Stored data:

------------------------------------------------------------

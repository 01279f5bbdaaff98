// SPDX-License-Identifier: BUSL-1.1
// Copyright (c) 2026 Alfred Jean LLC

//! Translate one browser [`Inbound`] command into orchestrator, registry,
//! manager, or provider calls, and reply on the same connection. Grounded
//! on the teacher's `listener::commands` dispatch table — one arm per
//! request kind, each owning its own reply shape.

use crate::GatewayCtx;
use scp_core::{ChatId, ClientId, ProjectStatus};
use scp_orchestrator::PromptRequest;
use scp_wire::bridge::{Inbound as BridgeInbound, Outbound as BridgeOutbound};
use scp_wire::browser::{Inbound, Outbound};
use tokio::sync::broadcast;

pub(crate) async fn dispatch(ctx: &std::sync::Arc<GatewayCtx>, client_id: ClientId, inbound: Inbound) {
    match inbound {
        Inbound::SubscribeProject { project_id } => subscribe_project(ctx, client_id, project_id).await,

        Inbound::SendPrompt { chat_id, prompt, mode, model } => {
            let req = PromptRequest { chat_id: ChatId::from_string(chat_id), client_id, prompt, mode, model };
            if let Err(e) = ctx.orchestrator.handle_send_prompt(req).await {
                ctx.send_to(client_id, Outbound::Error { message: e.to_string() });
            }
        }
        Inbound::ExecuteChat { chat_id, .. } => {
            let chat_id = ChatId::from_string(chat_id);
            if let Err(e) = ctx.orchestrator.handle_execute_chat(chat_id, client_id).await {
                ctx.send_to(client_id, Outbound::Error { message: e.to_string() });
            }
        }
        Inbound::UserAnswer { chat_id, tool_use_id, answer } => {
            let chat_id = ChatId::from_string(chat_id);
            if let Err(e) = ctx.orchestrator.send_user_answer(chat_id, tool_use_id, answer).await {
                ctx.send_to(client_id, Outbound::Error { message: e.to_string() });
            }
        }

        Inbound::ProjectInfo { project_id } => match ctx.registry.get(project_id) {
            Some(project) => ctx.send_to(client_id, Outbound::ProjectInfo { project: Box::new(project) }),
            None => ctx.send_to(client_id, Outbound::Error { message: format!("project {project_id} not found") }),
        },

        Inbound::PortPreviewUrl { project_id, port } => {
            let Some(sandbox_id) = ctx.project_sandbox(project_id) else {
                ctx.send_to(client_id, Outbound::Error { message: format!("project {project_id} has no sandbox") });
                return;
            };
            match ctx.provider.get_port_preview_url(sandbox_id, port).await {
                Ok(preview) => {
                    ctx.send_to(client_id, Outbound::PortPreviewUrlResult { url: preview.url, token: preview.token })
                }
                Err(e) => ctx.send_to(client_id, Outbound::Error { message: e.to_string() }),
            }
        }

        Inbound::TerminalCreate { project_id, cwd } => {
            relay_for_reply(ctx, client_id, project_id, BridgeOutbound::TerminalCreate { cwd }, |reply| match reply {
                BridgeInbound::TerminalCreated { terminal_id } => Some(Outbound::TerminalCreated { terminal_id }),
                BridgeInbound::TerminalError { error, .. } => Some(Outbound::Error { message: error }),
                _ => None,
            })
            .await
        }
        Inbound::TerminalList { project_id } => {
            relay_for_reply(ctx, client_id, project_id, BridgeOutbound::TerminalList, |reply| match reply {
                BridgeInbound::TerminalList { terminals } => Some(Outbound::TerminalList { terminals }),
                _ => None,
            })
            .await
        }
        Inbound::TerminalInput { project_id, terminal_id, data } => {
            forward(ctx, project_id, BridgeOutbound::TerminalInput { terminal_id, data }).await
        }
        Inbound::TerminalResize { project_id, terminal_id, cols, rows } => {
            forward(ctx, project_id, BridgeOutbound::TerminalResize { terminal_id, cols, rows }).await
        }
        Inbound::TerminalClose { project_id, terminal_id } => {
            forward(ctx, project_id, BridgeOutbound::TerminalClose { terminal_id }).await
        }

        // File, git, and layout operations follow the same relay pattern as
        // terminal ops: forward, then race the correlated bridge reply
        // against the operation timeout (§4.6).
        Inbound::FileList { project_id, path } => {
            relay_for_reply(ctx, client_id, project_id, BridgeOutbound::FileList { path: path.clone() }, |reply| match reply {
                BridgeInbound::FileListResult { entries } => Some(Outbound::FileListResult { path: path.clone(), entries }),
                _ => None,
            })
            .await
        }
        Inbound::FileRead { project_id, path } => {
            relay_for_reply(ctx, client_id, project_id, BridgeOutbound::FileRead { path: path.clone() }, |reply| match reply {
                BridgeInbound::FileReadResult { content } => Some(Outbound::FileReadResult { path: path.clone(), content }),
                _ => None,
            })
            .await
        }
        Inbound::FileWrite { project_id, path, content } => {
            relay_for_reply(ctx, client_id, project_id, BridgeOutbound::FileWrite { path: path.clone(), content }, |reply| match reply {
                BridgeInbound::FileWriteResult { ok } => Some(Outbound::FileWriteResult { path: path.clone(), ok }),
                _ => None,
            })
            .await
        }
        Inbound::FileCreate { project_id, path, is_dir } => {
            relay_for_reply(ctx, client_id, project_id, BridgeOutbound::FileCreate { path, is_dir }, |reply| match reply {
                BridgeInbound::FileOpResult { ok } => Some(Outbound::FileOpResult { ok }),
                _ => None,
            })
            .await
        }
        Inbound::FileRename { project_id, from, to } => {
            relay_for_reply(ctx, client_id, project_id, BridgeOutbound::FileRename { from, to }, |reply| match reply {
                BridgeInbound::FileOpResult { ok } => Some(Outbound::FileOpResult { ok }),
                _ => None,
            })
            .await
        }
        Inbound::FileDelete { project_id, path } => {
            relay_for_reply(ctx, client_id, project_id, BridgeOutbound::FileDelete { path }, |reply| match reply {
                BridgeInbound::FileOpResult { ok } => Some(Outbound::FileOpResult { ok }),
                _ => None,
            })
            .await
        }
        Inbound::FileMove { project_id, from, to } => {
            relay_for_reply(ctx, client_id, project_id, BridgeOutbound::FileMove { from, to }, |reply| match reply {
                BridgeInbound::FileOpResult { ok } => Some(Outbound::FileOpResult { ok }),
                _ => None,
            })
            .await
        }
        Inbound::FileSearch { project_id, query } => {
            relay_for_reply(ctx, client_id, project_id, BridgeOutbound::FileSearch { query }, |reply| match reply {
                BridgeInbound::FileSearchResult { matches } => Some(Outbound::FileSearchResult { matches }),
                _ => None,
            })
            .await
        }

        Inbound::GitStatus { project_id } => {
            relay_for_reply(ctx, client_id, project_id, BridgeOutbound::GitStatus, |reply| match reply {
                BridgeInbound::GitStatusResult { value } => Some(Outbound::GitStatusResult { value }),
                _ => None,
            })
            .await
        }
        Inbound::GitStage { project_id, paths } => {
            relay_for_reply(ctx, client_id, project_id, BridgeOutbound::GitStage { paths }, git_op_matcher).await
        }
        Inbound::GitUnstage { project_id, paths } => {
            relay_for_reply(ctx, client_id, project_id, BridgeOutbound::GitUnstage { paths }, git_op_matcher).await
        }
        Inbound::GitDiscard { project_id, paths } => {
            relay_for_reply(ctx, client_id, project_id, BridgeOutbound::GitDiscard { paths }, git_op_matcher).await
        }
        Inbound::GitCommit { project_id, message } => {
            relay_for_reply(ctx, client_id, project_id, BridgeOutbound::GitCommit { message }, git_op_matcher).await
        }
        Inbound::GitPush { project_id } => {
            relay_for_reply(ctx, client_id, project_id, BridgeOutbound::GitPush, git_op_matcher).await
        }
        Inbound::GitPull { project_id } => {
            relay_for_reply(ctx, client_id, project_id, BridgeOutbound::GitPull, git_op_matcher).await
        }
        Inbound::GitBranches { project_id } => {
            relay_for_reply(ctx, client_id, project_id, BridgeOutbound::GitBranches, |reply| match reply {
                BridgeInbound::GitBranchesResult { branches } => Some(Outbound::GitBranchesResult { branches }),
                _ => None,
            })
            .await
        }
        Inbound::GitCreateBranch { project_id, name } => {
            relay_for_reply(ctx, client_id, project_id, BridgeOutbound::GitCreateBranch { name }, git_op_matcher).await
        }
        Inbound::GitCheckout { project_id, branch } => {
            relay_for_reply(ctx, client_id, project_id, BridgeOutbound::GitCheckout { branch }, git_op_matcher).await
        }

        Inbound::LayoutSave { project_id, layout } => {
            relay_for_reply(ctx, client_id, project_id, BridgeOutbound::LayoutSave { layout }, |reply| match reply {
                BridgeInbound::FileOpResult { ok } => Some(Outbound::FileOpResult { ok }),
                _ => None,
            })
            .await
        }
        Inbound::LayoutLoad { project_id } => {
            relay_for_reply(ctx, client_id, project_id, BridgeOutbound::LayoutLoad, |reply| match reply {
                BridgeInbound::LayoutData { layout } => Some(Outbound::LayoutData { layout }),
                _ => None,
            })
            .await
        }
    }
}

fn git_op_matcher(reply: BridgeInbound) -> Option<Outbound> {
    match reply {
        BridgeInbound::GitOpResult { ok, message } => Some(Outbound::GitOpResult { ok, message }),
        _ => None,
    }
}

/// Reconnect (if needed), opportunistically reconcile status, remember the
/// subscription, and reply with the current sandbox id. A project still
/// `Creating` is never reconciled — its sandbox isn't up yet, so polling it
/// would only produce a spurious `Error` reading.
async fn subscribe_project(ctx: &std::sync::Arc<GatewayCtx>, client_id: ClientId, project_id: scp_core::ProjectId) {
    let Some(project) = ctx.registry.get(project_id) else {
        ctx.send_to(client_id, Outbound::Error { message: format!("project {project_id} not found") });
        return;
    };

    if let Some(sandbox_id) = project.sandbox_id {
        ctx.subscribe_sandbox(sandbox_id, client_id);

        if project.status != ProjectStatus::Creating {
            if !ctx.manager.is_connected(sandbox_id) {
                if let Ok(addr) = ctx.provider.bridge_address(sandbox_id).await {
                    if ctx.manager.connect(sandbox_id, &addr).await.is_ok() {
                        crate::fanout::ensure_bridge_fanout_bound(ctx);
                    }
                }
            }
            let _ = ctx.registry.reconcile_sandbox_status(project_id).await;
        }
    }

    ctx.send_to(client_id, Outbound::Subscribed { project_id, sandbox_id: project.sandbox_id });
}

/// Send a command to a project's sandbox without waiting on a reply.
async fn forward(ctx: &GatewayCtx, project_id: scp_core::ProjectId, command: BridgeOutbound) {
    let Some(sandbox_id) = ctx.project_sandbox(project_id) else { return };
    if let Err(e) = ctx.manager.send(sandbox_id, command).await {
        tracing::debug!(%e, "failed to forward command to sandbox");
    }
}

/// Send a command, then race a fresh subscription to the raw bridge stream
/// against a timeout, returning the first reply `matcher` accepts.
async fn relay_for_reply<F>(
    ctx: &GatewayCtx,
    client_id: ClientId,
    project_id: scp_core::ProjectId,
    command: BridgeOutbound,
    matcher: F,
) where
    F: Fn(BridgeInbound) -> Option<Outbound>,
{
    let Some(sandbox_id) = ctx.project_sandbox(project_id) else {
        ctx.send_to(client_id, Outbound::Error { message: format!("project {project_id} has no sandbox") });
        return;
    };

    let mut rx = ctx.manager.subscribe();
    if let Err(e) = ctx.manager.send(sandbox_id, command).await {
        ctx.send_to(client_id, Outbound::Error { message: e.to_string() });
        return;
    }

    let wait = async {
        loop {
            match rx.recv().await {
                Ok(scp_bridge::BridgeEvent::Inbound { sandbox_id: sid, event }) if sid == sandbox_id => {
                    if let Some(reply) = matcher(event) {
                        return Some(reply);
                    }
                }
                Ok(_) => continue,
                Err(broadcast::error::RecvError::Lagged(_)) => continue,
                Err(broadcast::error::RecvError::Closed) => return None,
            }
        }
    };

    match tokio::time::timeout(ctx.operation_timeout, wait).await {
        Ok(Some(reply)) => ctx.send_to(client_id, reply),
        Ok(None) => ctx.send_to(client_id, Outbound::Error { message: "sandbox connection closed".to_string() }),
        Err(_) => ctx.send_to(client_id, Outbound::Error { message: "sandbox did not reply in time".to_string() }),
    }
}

------------------------------------------------------------

EXERCISE INSTRUCTIONS
A single figure is required: the number of lines in the data where the word "TerminalClose" occurs.

EXPECTED ANSWER
2